** Information supplied **
____

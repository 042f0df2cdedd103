//! Dispatcher over several priority-tagged queues
//!
//! Consumers always service the highest-priority non-empty queue. Priorities
//! are read at poll time so a queue re-prioritised with
//! [`InternalQueue::set_priority`] takes effect on the next poll.

use std::sync::Arc;
use tokio::sync::Notify;
use tracing::debug;

use crate::{InternalQueue, Rejected};

pub struct MultiPriorityQueue<T> {
    queues: Vec<Arc<dyn InternalQueue<T>>>,
    items_available: Arc<Notify>,
}

impl<T: Send + 'static> MultiPriorityQueue<T> {
    pub fn new(queues: Vec<Arc<dyn InternalQueue<T>>>) -> Self {
        Self {
            queues,
            items_available: Arc::new(Notify::new()),
        }
    }

    pub fn queues(&self) -> &[Arc<dyn InternalQueue<T>>] {
        &self.queues
    }

    /// Queue registered for `priority`, if any
    pub fn queue_for(&self, priority: i32) -> Option<&Arc<dyn InternalQueue<T>>> {
        self.queues.iter().find(|q| q.priority() == priority)
    }

    /// Offer to the queue tagged with `priority`
    ///
    /// Items whose priority has no queue are rejected.
    pub fn offer(&self, priority: i32, item: T) -> Result<(), Rejected<T>> {
        let Some(queue) = self.queue_for(priority) else {
            debug!(priority, "No queue registered for priority");
            return Err(Rejected(item));
        };
        queue.offer(item)?;
        self.items_available.notify_one();
        Ok(())
    }

    /// Remove the next item from the highest-priority non-empty queue
    pub fn poll(&self) -> Option<T> {
        self.ranked()
            .into_iter()
            .find_map(|queue| queue.poll())
    }

    pub fn peek(&self) -> Option<T>
    where
        T: Clone,
    {
        self.ranked()
            .into_iter()
            .find_map(|queue| queue.peek())
    }

    /// Wait until an item is available and take it
    pub async fn take(&self) -> T {
        loop {
            let notified = self.items_available.notified();
            tokio::pin!(notified);
            notified.as_mut().enable();

            if let Some(item) = self.poll() {
                return item;
            }
            notified.await;
        }
    }

    pub fn size(&self) -> usize {
        self.queues.iter().map(|q| q.size()).sum()
    }

    pub fn is_empty(&self) -> bool {
        self.queues.iter().all(|q| q.is_empty())
    }

    /// Drain up to `max` items, servicing queues in priority order
    pub fn drain_to(&self, sink: &mut Vec<T>, max: usize) -> usize {
        let mut drained = 0;
        for queue in self.ranked() {
            if drained >= max {
                break;
            }
            drained += queue.drain_to(sink, max - drained);
        }
        drained
    }

    /// Remove the first item matching `pred`, searching queues in priority order
    pub fn remove_first(&self, pred: &dyn Fn(&T) -> bool) -> Option<T> {
        self.ranked()
            .into_iter()
            .find_map(|queue| queue.remove_first(pred))
    }

    /// Items in the order consumers would see them
    pub fn snapshot(&self) -> Vec<T>
    where
        T: Clone,
    {
        self.ranked()
            .into_iter()
            .flat_map(|queue| {
                let mut items = queue.snapshot();
                if queue.is_lifo() {
                    items.reverse();
                }
                items
            })
            .collect()
    }

    pub fn clear(&self) -> usize {
        let mut discarded = Vec::new();
        self.drain_to(&mut discarded, usize::MAX)
    }

    /// Queues sorted by descending priority
    fn ranked(&self) -> Vec<&Arc<dyn InternalQueue<T>>> {
        let mut ranked: Vec<_> = self.queues.iter().collect();
        ranked.sort_by_key(|q| std::cmp::Reverse(q.priority()));
        ranked
    }
}

#[cfg(test)]
mod tests {
    use super::*;
    use crate::{BoundedQueue, UnboundedQueue};
    use std::time::Duration;

    fn two_level() -> MultiPriorityQueue<&'static str> {
        MultiPriorityQueue::new(vec![
            Arc::new(UnboundedQueue::new(1)),
            Arc::new(UnboundedQueue::new(10)),
        ])
    }

    #[test]
    fn test_higher_priority_served_first() {
        let queue = two_level();
        queue.offer(1, "low").unwrap();
        queue.offer(10, "high").unwrap();

        assert_eq!(queue.poll(), Some("high"));
        assert_eq!(queue.poll(), Some("low"));
        assert_eq!(queue.poll(), None);
    }

    #[test]
    fn test_unknown_priority_rejected() {
        let queue = two_level();
        let rejected = queue.offer(5, "lost").unwrap_err();
        assert_eq!(rejected.into_inner(), "lost");
        assert!(queue.is_empty());
    }

    #[test]
    fn test_reprioritise_changes_service_order() {
        let queue = two_level();
        queue.offer(1, "a").unwrap();
        queue.offer(10, "b").unwrap();

        queue.queue_for(1).unwrap().set_priority(20);

        assert_eq!(queue.poll(), Some("a"));
    }

    #[test]
    fn test_drain_across_queues() {
        let queue = two_level();
        queue.offer(1, "l1").unwrap();
        queue.offer(1, "l2").unwrap();
        queue.offer(10, "h1").unwrap();

        let mut sink = Vec::new();
        assert_eq!(queue.drain_to(&mut sink, 2), 2);
        assert_eq!(sink, vec!["h1", "l2"]);
        assert_eq!(queue.size(), 1);
    }

    #[test]
    fn test_snapshot_in_service_order() {
        let queue = two_level();
        queue.offer(1, "l1").unwrap();
        queue.offer(1, "l2").unwrap();
        queue.offer(10, "h1").unwrap();

        assert_eq!(queue.snapshot(), vec!["h1", "l2", "l1"]);
    }

    #[test]
    fn test_snapshot_keeps_fifo_order_of_unlimited_bounded_queue() {
        let queue: MultiPriorityQueue<&str> = MultiPriorityQueue::new(vec![
            Arc::new(BoundedQueue::new(1, crate::UNLIMITED)),
            Arc::new(UnboundedQueue::new(10)),
        ]);
        queue.offer(1, "f1").unwrap();
        queue.offer(1, "f2").unwrap();
        queue.offer(10, "h1").unwrap();
        queue.offer(10, "h2").unwrap();

        assert_eq!(queue.snapshot(), vec!["h2", "h1", "f1", "f2"]);
        assert_eq!(queue.poll(), Some("h2"));
        assert_eq!(queue.poll(), Some("h1"));
        assert_eq!(queue.poll(), Some("f1"));
    }

    #[test]
    fn test_bounded_member_rejects_when_full() {
        let queue: MultiPriorityQueue<u32> = MultiPriorityQueue::new(vec![
            Arc::new(BoundedQueue::new(1, 1)),
        ]);
        queue.offer(1, 1).unwrap();
        assert!(queue.offer(1, 2).is_err());
    }

    #[tokio::test]
    async fn test_take_waits_for_offer() {
        let queue = Arc::new(two_level());

        let consumer = {
            let queue = queue.clone();
            tokio::spawn(async move { queue.take().await })
        };

        tokio::time::sleep(Duration::from_millis(20)).await;
        queue.offer(1, "late").unwrap();

        let item = tokio::time::timeout(Duration::from_secs(1), consumer)
            .await
            .expect("consumer should wake")
            .unwrap();
        assert_eq!(item, "late");
    }
}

____

** Task requirements **
For every line in the data above that has the string "notified", return that line.

** Result for this task **
            let notified = self.items_available.notified();
            tokio::pin!(notified);
            notified.as_mut().enable();
            notified.await;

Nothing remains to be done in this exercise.